The Society for Simulation in Healthcare > About SSH > News > Newsletter Archives > President-2015-12 > Jan 2016-2
JOIN/RENEW SSH

 


EXTERNAL STRATEGIC RELATIONS COMMITTEES 

With the mid-year bylaws change, the summer was very busy understanding the scope and operationalizing the External Strategic Relations Committee (ESRC). Chair, Sandi Feaster and Vice Chair Elaine Meyer, have worked to reimagine how SSH should focus their external lens. To that end, the three subcommittee Chairs and Vice Chairs have been working on developing their committee structure, organization and strategic goals for this upcoming year. 

A special thank you goes to our SSH staff colleagues, particularly Kevin Helm, for helping the Chairs and Vice Chairs navigate the new bylaws. 
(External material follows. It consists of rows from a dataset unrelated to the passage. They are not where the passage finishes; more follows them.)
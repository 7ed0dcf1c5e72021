//! Ground observer on a spherical, uniformly rotating Earth.
//!
//! Time `t` is measured in seconds from the run epoch. The local sidereal angle is
//! `s(t) = s₀ + Ω t + λ`, with `s₀` the Greenwich mean sidereal time of the epoch,
//! `Ω` = [`EARTH_ROTATION_RATE`] and `λ` the east longitude.
use std::f64::consts::FRAC_PI_2;

use crate::constants::{Radian, EARTH_ROTATION_RATE, MJD};
use crate::gnomon_errors::GnomonError;
use crate::linalg::matrix::Matrix;
use crate::linalg::vector::Vector;
use crate::time::{gmst, wrap_angle};

#[derive(Debug, Clone, Copy, PartialEq)]
pub struct ObserverSite {
    latitude: Radian,
    longitude: Radian,
    sidereal_origin: Radian,
}

/// Sun–observer geometry at one instant.
#[derive(Debug, Clone, PartialEq)]
pub struct SolarGeometry {
    /// Observer zenith unit vector (equatorial frame).
    pub zenith: Vector,
    /// Unit heliocentric position of the Earth, i.e. the direction of sunlight.
    pub sunlight: Vector,
    /// `sunlight · zenith`; negative when the Sun is above the horizon.
    pub cos_separation: f64,
}

impl SolarGeometry {
    /// Angle between the direction of sunlight and the zenith, in `[0, π]`.
    pub fn separation(&self) -> Radian {
        self.cos_separation.clamp(-1.0, 1.0).acos()
    }

    /// True when the Sun is above the horizon.
    pub fn is_lit(&self) -> bool {
        self.separation() > FRAC_PI_2
    }

    /// Solar zenith distance: angle between the direction to the Sun and the zenith.
    pub fn zenith_distance(&self) -> Radian {
        std::f64::consts::PI - self.separation()
    }
}

impl ObserverSite {
    /// Observer at geodetic `latitude` / east `longitude` (radians), with the Earth
    /// orientation taken from the mean sidereal time at `epoch_mjd`.
    pub fn new(latitude: Radian, longitude: Radian, epoch_mjd: MJD) -> Result<Self, GnomonError> {
        if !(latitude.is_finite() && latitude.abs() <= FRAC_PI_2) {
            return Err(GnomonError::InvalidScenarioParameter(format!(
                "latitude must lie in [-pi/2, pi/2], got {latitude}"
            )));
        }
        if !longitude.is_finite() {
            return Err(GnomonError::InvalidScenarioParameter(format!(
                "longitude must be finite, got {longitude}"
            )));
        }
        Ok(ObserverSite {
            latitude,
            longitude,
            sidereal_origin: gmst(epoch_mjd),
        })
    }

    pub fn latitude(&self) -> Radian {
        self.latitude
    }

    pub fn longitude(&self) -> Radian {
        self.longitude
    }

    /// Local sidereal angle at `t` seconds after the epoch, wrapped into `(-π, π]`.
    pub fn local_sidereal_angle(&self, t: f64) -> Radian {
        wrap_angle(self.sidereal_origin + EARTH_ROTATION_RATE * t + self.longitude)
    }

    /// Zenith unit vector `(cos φ cos s, cos φ sin s, sin φ)`.
    pub fn zenith(&self, t: f64) -> Vector {
        let s = self.local_sidereal_angle(t);
        let (sin_phi, cos_phi) = self.latitude.sin_cos();
        Vector::from([cos_phi * s.cos(), cos_phi * s.sin(), sin_phi])
    }

    /// Rotation from the equatorial frame to the local (east, north, up) frame.
    pub fn local_frame(&self, t: f64) -> Result<Matrix, GnomonError> {
        let (sin_s, cos_s) = self.local_sidereal_angle(t).sin_cos();
        let (sin_phi, cos_phi) = self.latitude.sin_cos();
        Matrix::from_row_major(
            3,
            3,
            vec![
                -sin_s,
                cos_s,
                0.0,
                -sin_phi * cos_s,
                -sin_phi * sin_s,
                cos_phi,
                cos_phi * cos_s,
                cos_phi * sin_s,
                sin_phi,
            ],
        )
    }

    /// Sun–observer geometry for a heliocentric Earth position (any length unit).
    pub fn solar_geometry(
        &self,
        earth_position: &Vector,
        t: f64,
    ) -> Result<SolarGeometry, GnomonError> {
        let sunlight = earth_position.normalized()?;
        let zenith = self.zenith(t);
        let cos_separation = sunlight.dot(&zenith)?;
        Ok(SolarGeometry {
            zenith,
            sunlight,
            cos_separation,
        })
    }
}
Below is a brief update of the activities of the subcommittees:

Affiliations – Chair Demian Szyld and Vice Chair John Dean have been working together to review the affiliations agreements. This will be their primary focus -  to review the affiliation agreements and make sure they are in alignment with the new bylaws.  There are currently 21 affiliates, so this is a daunting task to ensure consistency and collaboration. We are happy to have Demian as Chair of Affiliations as he served as Vice Chair with Elaine Meyer, which is making the transition a much smoother process.  The Affiliations Committee is also working on the International & Affiliates Reception that will be held at IMSH. This is a wonderful opportunity welcome our new affiliates and renew old friendships. 

Government Relations – This subcommittee is a hybrid of the former PAGR (Public Affairs and Government Relations) committee, previously chaired by Don Combs.  New Chair, Dayna Downing and Vice Chair Gerry Moses both have been active in PAGR and have a keen interest and knowledge in Govt. Relations.  We want to give a special thank you to John Rice for his collaboration in helping us understand the various organizations and people that SSH has engaged with over the past few years, we look forward to continuing and growing the relationships. SSH will once again attend the I/ITSEC meeting where SSH has the opportunity to meet many vendors that serve military simulation and educate them about healthcare simulation and how their technologies may be applicable.   

The focus this year will be on government agencies and not on our elected officials as we have done previously.  We still encourage you, as private citizens with voting power, to tell your story of simulation. 

Strategic Relations – The newly formed Strategic Relations subcommittee is lead by Chair Chuck Pozner and Vice Chair Doug Beighle.  Chuck and Doug are looking to both proactively and reactively seek out partnerships that benefit the SSH mission.  This year they will focus on developing one or two new strategic partnerships, of which one is the board approved strategic relations with SimGhosts. 

Additionally, the Strategic Relations committee will continue to promote and encourage engagement of the Corporate Council.  It is our great fortune having Doug Beighle serve as both the Chair of the Corporate Council and Vice Chair of Strategic Relations.  This should strengthen the collaboration and coordination as we move forward with the Corporate Council.


GLOBAL NETWORK FOR SIMULATION IN HEALTHCARE (GNSH) 2015 MEETING

In August of 2015, the SSH president, President-elect, and past-president attended the Global Network for Simulation in Healthcare (GNSH) 2015 meeting in Stavenger, Norway.  This two-and-a-half day consensus summit of 45 convened experts, academics, senior executives, and educators was conducted in the Utstein Style process, a proven method for building common understanding and consensus.  The goal was to develop an international consensus for measuring value based simulation.  

All members of GNSH and their constituents were asked to complete a survey prior to the meeting in Stavanger. More than 300 individuals responded to the survey, which helped to identify the perceived key stakeholders for driving and developing simulated practice across their healthcare environment. The top five from the survey were identified as:

• Hospital Executive Leadership
• Professional Associations
• Insurers/Payers
• Educators
• Policy Makers


The attendees were split into five working groups focused specifically on these stakeholders and then tasked with developing consensus in the following areas:

  1. Identification of high-level value domains specific to each stakeholders and their associated context.
  2. Identification and definition of value sub-­domains for each high-­level value domain.
  3. Discussion to agree on specific, measurable data points to demonstrate value within a domain.
  4. Identification of tools required to collect data from the specific domain.
  5. Identification of key messages about simulated practice that will answer identified stakeholder needs

The consensus findings will be further distilled and analyzed by a smaller working group in anticipation of publishing the findings in the near future.